New rules that are part of a UK directive called Open Banking aim to make it easier to compare and switch UK banks. Financial institutions will have to share their customer data with other companies if customers give permission. That means third parties will also be able to make payments on behalf of customers, or manage their finances for them.

This opens the door for tech companies like Facebook and Google, which have been trying to break into banking without actually becoming banks. Both Facebook and Google have waded into payments in the UK with products like Pay by Messenger, which launched in November, and Google Wallet, where you can send payments via email.

With the new rules, Facebook could think about extending payments to WhatsApp as it has in other part of the world, allowing you to pay your roommate back for groceries within Facebook’s chat app, for example. And Google Pay could someday be used as freely as it is in the US, where users pay for travel via apps such as Airbnb, or buy goods in physical stores.

Previously, companies like Facebook and Google had to negotiate deals directly with banks in the UK to get access to account or transaction data when given permissions, which limited the opportunities for these kinds of products. Startups with less negotiating power needed to ask for your username and password, then log into your bank’s website and scrape it for information like your transaction history, Wired recently explained.

The new rules force the UK’s big banks—Allied Irish Bank, Bank of Ireland, Barclays, Danske, HSBC, Lloyds, Nationwide, RBS, and Santander—to put APIs in place that standardize and secure the release of customer data, so that it’s easier to share when customers allow it.

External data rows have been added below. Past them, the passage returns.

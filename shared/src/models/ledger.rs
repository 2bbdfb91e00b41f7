//! Inventory ledger core
//!
//! Every counter-mutating operation is expressed as a [`LedgerOp`]
//! producing a set of [`CounterDelta`]s, so the per-movement-type
//! bookkeeping rules live in one dispatch function instead of being
//! duplicated inline per action. All ops except [`LedgerOp::Store`]
//! are pure transfers between counters, which keeps the balance-sum
//! invariant intact by construction.

use serde::{Deserialize, Serialize};
use thiserror::Error;
use uuid::Uuid;

use super::movement::MovementType;

/// The balance counters a delta can target
#[derive(Debug, Clone, Copy, Serialize, Deserialize, PartialEq, Eq, Hash)]
#[serde(rename_all = "snake_case")]
pub enum CounterField {
    Deposit,
    Sent,
    Market,
    Reserved,
    Sold,
    Discarded,
    Discrepancy,
}

impl CounterField {
    pub const ALL: [CounterField; 7] = [
        CounterField::Deposit,
        CounterField::Sent,
        CounterField::Market,
        CounterField::Reserved,
        CounterField::Sold,
        CounterField::Discarded,
        CounterField::Discrepancy,
    ];

    /// Column name of this counter on the `batches` table
    pub fn column(&self) -> &'static str {
        match self {
            CounterField::Deposit => "deposit_quantity",
            CounterField::Sent => "sent_quantity",
            CounterField::Market => "market_quantity",
            CounterField::Reserved => "reserved_quantity",
            CounterField::Sold => "sold_quantity",
            CounterField::Discarded => "discarded_quantity",
            CounterField::Discrepancy => "discrepancy_quantity",
        }
    }
}

/// A signed adjustment to one counter of one batch
#[derive(Debug, Clone, Copy, PartialEq, Eq, Serialize, Deserialize)]
pub struct CounterDelta {
    pub field: CounterField,
    pub amount: i32,
}

impl CounterDelta {
    pub fn new(field: CounterField, amount: i32) -> Self {
        Self { field, amount }
    }
}

/// A balanced transfer of `quantity` units from one counter to another
pub fn transfer(from: CounterField, to: CounterField, quantity: i32) -> [CounterDelta; 2] {
    [
        CounterDelta::new(from, -quantity),
        CounterDelta::new(to, quantity),
    ]
}

/// The exact inverse of a delta set, used by edit actions to undo a
/// prior movement before reapplying a new one.
pub fn reverse_deltas(deltas: &[CounterDelta]) -> Vec<CounterDelta> {
    deltas
        .iter()
        .map(|d| CounterDelta::new(d.field, -d.amount))
        .collect()
}

/// One counter-mutating ledger operation
///
/// Operations that only mirror movement details for the audit trail
/// (ready-to-deliver, delivered) have no ledger op; they produce no
/// counter changes.
#[derive(Debug, Clone, Copy, PartialEq, Eq)]
pub enum LedgerOp {
    /// Production registration: a new batch enters the deposit
    Store { quantity: i32 },
    /// Deposit → market shipment dispatch
    Send { quantity: i32 },
    /// Market confirms reception of a shipment; any missing units are
    /// booked as discrepancy
    ReceiveAtMarket { quantity: i32, discrepancy: i32 },
    /// Market stock returned to the deposit; the market counter is
    /// emptied into deposit plus discrepancy
    ReturnToDeposit { quantity: i32, discrepancy: i32 },
    /// Order placement reserves market stock
    Reserve { quantity: i32 },
    /// Payment confirmation turns a reservation into a sale
    ConfirmSale { quantity: i32 },
    /// Cancellation of an unpaid order releases the reservation
    CancelReserved { quantity: i32 },
    /// Cancellation of a paid order returns sold stock to market
    CancelSold { quantity: i32 },
    /// Deposit stock discarded
    Discard { quantity: i32 },
}

impl LedgerOp {
    /// The movement type logged for this operation
    pub fn movement_type(&self) -> MovementType {
        match self {
            LedgerOp::Store { .. } => MovementType::Stored,
            LedgerOp::Send { .. } => MovementType::Sent,
            LedgerOp::ReceiveAtMarket { .. } => MovementType::ReceivedMarket,
            LedgerOp::ReturnToDeposit { .. } => MovementType::Returned,
            LedgerOp::Reserve { .. } => MovementType::Ordered,
            LedgerOp::ConfirmSale { .. } => MovementType::Sold,
            LedgerOp::CancelReserved { .. } | LedgerOp::CancelSold { .. } => MovementType::Canceled,
            LedgerOp::Discard { .. } => MovementType::Discarded,
        }
    }

    /// The counter deltas this operation applies to its batch
    pub fn deltas(&self) -> Vec<CounterDelta> {
        use CounterField::*;
        match *self {
            // The only op that changes the balance sum: it brings the
            // initial quantity into existence.
            LedgerOp::Store { quantity } => vec![CounterDelta::new(Deposit, quantity)],
            LedgerOp::Send { quantity } => transfer(Deposit, Sent, quantity).to_vec(),
            LedgerOp::ReceiveAtMarket {
                quantity,
                discrepancy,
            } => {
                let mut deltas = transfer(Sent, Market, quantity).to_vec();
                if discrepancy != 0 {
                    deltas.extend(transfer(Sent, Discrepancy, discrepancy));
                }
                deltas
            }
            LedgerOp::ReturnToDeposit {
                quantity,
                discrepancy,
            } => {
                let mut deltas = transfer(Market, Deposit, quantity).to_vec();
                if discrepancy != 0 {
                    deltas.extend(transfer(Market, Discrepancy, discrepancy));
                }
                deltas
            }
            LedgerOp::Reserve { quantity } => transfer(Market, Reserved, quantity).to_vec(),
            LedgerOp::ConfirmSale { quantity } => transfer(Reserved, Sold, quantity).to_vec(),
            LedgerOp::CancelReserved { quantity } => transfer(Reserved, Market, quantity).to_vec(),
            LedgerOp::CancelSold { quantity } => transfer(Sold, Market, quantity).to_vec(),
            LedgerOp::Discard { quantity } => transfer(Deposit, Discarded, quantity).to_vec(),
        }
    }

    /// Net change to the balance sum: zero for every transfer,
    /// `quantity` for `Store`.
    pub fn balance_change(&self) -> i32 {
        self.deltas().iter().map(|d| d.amount).sum()
    }
}

/// Available market stock of one candidate batch, ordered oldest first
#[derive(Debug, Clone, Copy, PartialEq, Eq)]
pub struct BatchStock {
    pub batch_id: Uuid,
    pub available: i32,
}

/// One line of a FIFO allocation plan
#[derive(Debug, Clone, Copy, PartialEq, Eq)]
pub struct AllocationLine {
    pub batch_id: Uuid,
    pub quantity: i32,
}

/// Errors from FIFO allocation planning
#[derive(Debug, Clone, Copy, PartialEq, Eq, Error)]
pub enum AllocationError {
    #[error("requested quantity must be positive")]
    InvalidQuantity,

    #[error("insufficient stock: requested {requested}, available {available}")]
    InsufficientStock { requested: i32, available: i32 },
}

/// Plan a FIFO allocation of `requested` units across candidate
/// batches.
///
/// `stocks` must already be ordered oldest first. The plan takes
/// `min(available, remaining)` from each batch in order. Fails without
/// a partial result if the candidates cannot cover the request.
pub fn plan_fifo_allocation(
    stocks: &[BatchStock],
    requested: i32,
) -> Result<Vec<AllocationLine>, AllocationError> {
    if requested <= 0 {
        return Err(AllocationError::InvalidQuantity);
    }

    let available: i32 = stocks.iter().map(|s| s.available.max(0)).sum();
    if available < requested {
        return Err(AllocationError::InsufficientStock {
            requested,
            available,
        });
    }

    let mut lines = Vec::new();
    let mut remaining = requested;
    for stock in stocks {
        if remaining == 0 {
            break;
        }
        if stock.available <= 0 {
            continue;
        }
        let take = stock.available.min(remaining);
        lines.push(AllocationLine {
            batch_id: stock.batch_id,
            quantity: take,
        });
        remaining -= take;
    }

    Ok(lines)
}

“Next time you need to send your friend a tenner, you’ll instant-message them the money, rather than opening up your boring bank app, fiddling about finding their bank details, authenticating yourself again and finally firing off the cash,” digital-financial consultant David Birch wrote in Wired UK this month. “You’ll just type ‘+£10’ in your WhatsApp chat.”

It would also mean that when you buy something on a site like Amazon, the retailer wouldn’t have to contact a third party to get in touch with Visa or Mastercard to take the payment from your account. It could cut out the middle men and take that payment directly from your bank account.

And it paves the way for products that could allow you to see all of your banking information in one place if you have accounts with multiple banks, or securely share all of your finances with lenders when you apply for a loan.

With the new directive, tech companies and startups could become real rivals to historic financial institutions.